Still, McEnroe’s past isn’t explored as much as it should be. There’s a humorously short flashback to 1979 that has the character entering a therapist’s office but we don’t see any of the session. Why did he go? Who knows, the film would rather explore the fact that Borg is unhappy that he can’t remember which garage door he used to hit his tennis ball off of as a kid. Of course the irony of the film is that both Borg and McEnroe were hotheads growing up but used vastly different methods to deal with on the court. The Swede’s frozen disposition, an attempt to bottle up a repressed rage that would distract his game if he let it get to him while the brash yank would let those frustrations explode out on the court to fire him up.
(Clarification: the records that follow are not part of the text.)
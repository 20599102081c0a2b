use salesight_core::{revenue_trend, revenue_trend_by_state, Bucket};
use serde_json::json;

use super::{CommandResult, Session};
use crate::QueryArgs;

const COMMAND: &str = "trend";

pub fn run(query: &QueryArgs, bucket: Option<Bucket>, by_state: bool) -> CommandResult {
    let session = match Session::open(COMMAND, query) {
        Ok(session) => session,
        Err(error) => return CommandResult::from_error(COMMAND, &error),
    };

    let bucket = bucket.unwrap_or(session.config.analysis.default_bucket);
    let sales = session.analysis.sales(&session.filter);

    if by_state {
        let series = revenue_trend_by_state(&sales, bucket);
        let message = format!("{} state series", series.len());
        return CommandResult::success_with_data(
            COMMAND,
            message,
            Some(json!({ "bucket": bucket, "series": series })),
        );
    }

    let points = revenue_trend(&sales, bucket, None);
    let message = match (points.first(), points.last()) {
        (Some(first), Some(last)) => {
            format!("{} buckets from {} to {}", points.len(), first.bucket, last.bucket)
        }
        _ => "no sales match the selected filters".to_string(),
    };
    CommandResult::success_with_data(
        COMMAND,
        message,
        Some(json!({ "bucket": bucket, "points": points })),
    )
}
pub mod commands;
pub mod loader;

use std::path::PathBuf;
use std::process::ExitCode;

use anyhow::anyhow;
use chrono::NaiveDate;
use clap::{Args, Parser, Subcommand};
use salesight_core::config::{AppConfig, ConfigOverrides, LoadOptions, LogFormat};
use salesight_core::Bucket;

#[derive(Debug, Parser)]
#[command(
    name = "salesight",
    about = "Sales and basket analysis over an e-commerce order history",
    long_about = "Load the order, item, customer, product, and category translation tables and \
                  report regional sales, revenue trends, and categories bought together.",
    after_help = "Examples:\n  salesight summary --data-dir data\n  salesight trend --state SP --bucket day\n  salesight pairs --top 15\n  salesight pair bed_bath_table furniture_decor"
)]
pub struct Cli {
    #[arg(long, global = true, help = "Override the configured log level")]
    log_level: Option<String>,
    #[command(subcommand)]
    command: Command,
}

/// Filter flags shared by every analysis command.
#[derive(Debug, Clone, Default, Args)]
pub struct QueryArgs {
    #[arg(long, help = "Directory holding the source CSV tables")]
    pub data_dir: Option<PathBuf>,
    #[arg(long, help = "First purchase date to include (YYYY-MM-DD)")]
    pub from: Option<NaiveDate>,
    #[arg(long, help = "Last purchase date to include (YYYY-MM-DD)")]
    pub to: Option<NaiveDate>,
    #[arg(long, help = "Restrict sales to one customer state code")]
    pub state: Option<String>,
    #[arg(long, help = "Number of ranked pairs to return (1-50)")]
    pub top: Option<usize>,
}

#[derive(Debug, Subcommand)]
enum Command {
    #[command(about = "Full report: states, trends, top pairs, and heatmap")]
    Summary {
        #[command(flatten)]
        query: QueryArgs,
        #[arg(long, help = "Trend granularity (day|month)")]
        bucket: Option<Bucket>,
        #[arg(
            long,
            num_args = 2,
            value_names = ["FIRST", "SECOND"],
            help = "Also count one category pair"
        )]
        pair: Vec<String>,
    },
    #[command(about = "Distinct delivered orders per customer state")]
    States {
        #[command(flatten)]
        query: QueryArgs,
    },
    #[command(about = "Revenue per day or month")]
    Trend {
        #[command(flatten)]
        query: QueryArgs,
        #[arg(long, help = "Trend granularity (day|month)")]
        bucket: Option<Bucket>,
        #[arg(long, help = "Emit one series per state")]
        by_state: bool,
    },
    #[command(about = "Most frequent category pairs")]
    Pairs {
        #[command(flatten)]
        query: QueryArgs,
        #[arg(long, help = "Count item-level pairs, including repeats of a category")]
        raw: bool,
    },
    #[command(about = "How often two categories were bought together")]
    Pair {
        #[command(flatten)]
        query: QueryArgs,
        first: String,
        second: String,
    },
    #[command(about = "Symmetric count matrix over the labels of the top pairs")]
    Matrix {
        #[command(flatten)]
        query: QueryArgs,
        #[arg(long, help = "Count item-level pairs, including repeats of a category")]
        raw: bool,
        #[arg(long, help = "Number of top pairs whose labels span the matrix")]
        pairs: Option<usize>,
    },
    #[command(about = "Inspect effective configuration values with source attribution")]
    Config,
    #[command(about = "Check configuration, source files, and row quality")]
    Doctor {
        #[arg(long, help = "Emit machine-readable JSON output")]
        json: bool,
    },
}

pub fn run() -> ExitCode {
    let cli = Cli::parse();

    if let Ok(config) = AppConfig::load(LoadOptions {
        overrides: ConfigOverrides {
            log_level: cli.log_level.clone(),
            ..ConfigOverrides::default()
        },
        ..LoadOptions::default()
    }) {
        if let Err(error) = init_logging(&config) {
            eprintln!("logging disabled: {error}");
        }
    }

    let result = match cli.command {
        Command::Summary { query, bucket, pair } => {
            let pair = match pair.as_slice() {
                [first, second] => Some((first.clone(), second.clone())),
                _ => None,
            };
            commands::summary::run(&query, bucket, pair)
        }
        Command::States { query } => commands::states::run(&query),
        Command::Trend { query, bucket, by_state } => commands::trend::run(&query, bucket, by_state),
        Command::Pairs { query, raw } => commands::pairs::run(&query, raw),
        Command::Pair { query, first, second } => commands::pair::run(&query, &first, &second),
        Command::Matrix { query, raw, pairs } => commands::matrix::run(&query, raw, pairs),
        Command::Config => {
            commands::CommandResult { exit_code: 0, output: commands::config::run() }
        }
        Command::Doctor { json } => commands::doctor::run(json),
    };

    println!("{}", result.output);
    ExitCode::from(result.exit_code)
}

/// Logs go to stderr so stdout stays a single JSON document.
fn init_logging(config: &AppConfig) -> anyhow::Result<()> {
    use tracing::Level;

    let log_level = config.logging.level.parse::<Level>().unwrap_or(Level::INFO);
    let builder = tracing_subscriber::fmt()
        .with_target(false)
        .with_max_level(log_level)
        .with_writer(std::io::stderr);

    match config.logging.format {
        LogFormat::Compact => builder.compact().try_init(),
        LogFormat::Pretty => builder.pretty().try_init(),
        LogFormat::Json => builder.json().try_init(),
    }
    .map_err(|error| anyhow!("failed to install tracing subscriber: {error}"))
}
use serde::{Deserialize, Serialize};

#[derive(Clone, Debug, PartialEq, Eq, Hash, PartialOrd, Ord, Serialize, Deserialize)]
pub struct CustomerId(pub String);

#[derive(Clone, Debug, PartialEq, Eq, Serialize, Deserialize)]
pub struct Customer {
    pub id: CustomerId,
    pub state: String,
}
The final act and big face off is ultimately a disappointment, a summation of Borg Vs McEnroe as a whole in that we already know how its going to play out and there’s nothing about how it’s shown that surprises us. Tennis is perhaps too fast a game to recreate on film but even the famously tight fourth set tie break can’t muster any real tension, which is evident by the fact that we cut to about 17 different commentators who have tell us all how tense it is. A Sunday night telly watch, Borg Vs McEnroe never gets off its feet to land a good enough, knock out serve.

Borg Vs McEnroe is in cinemas from Friday 22nd September.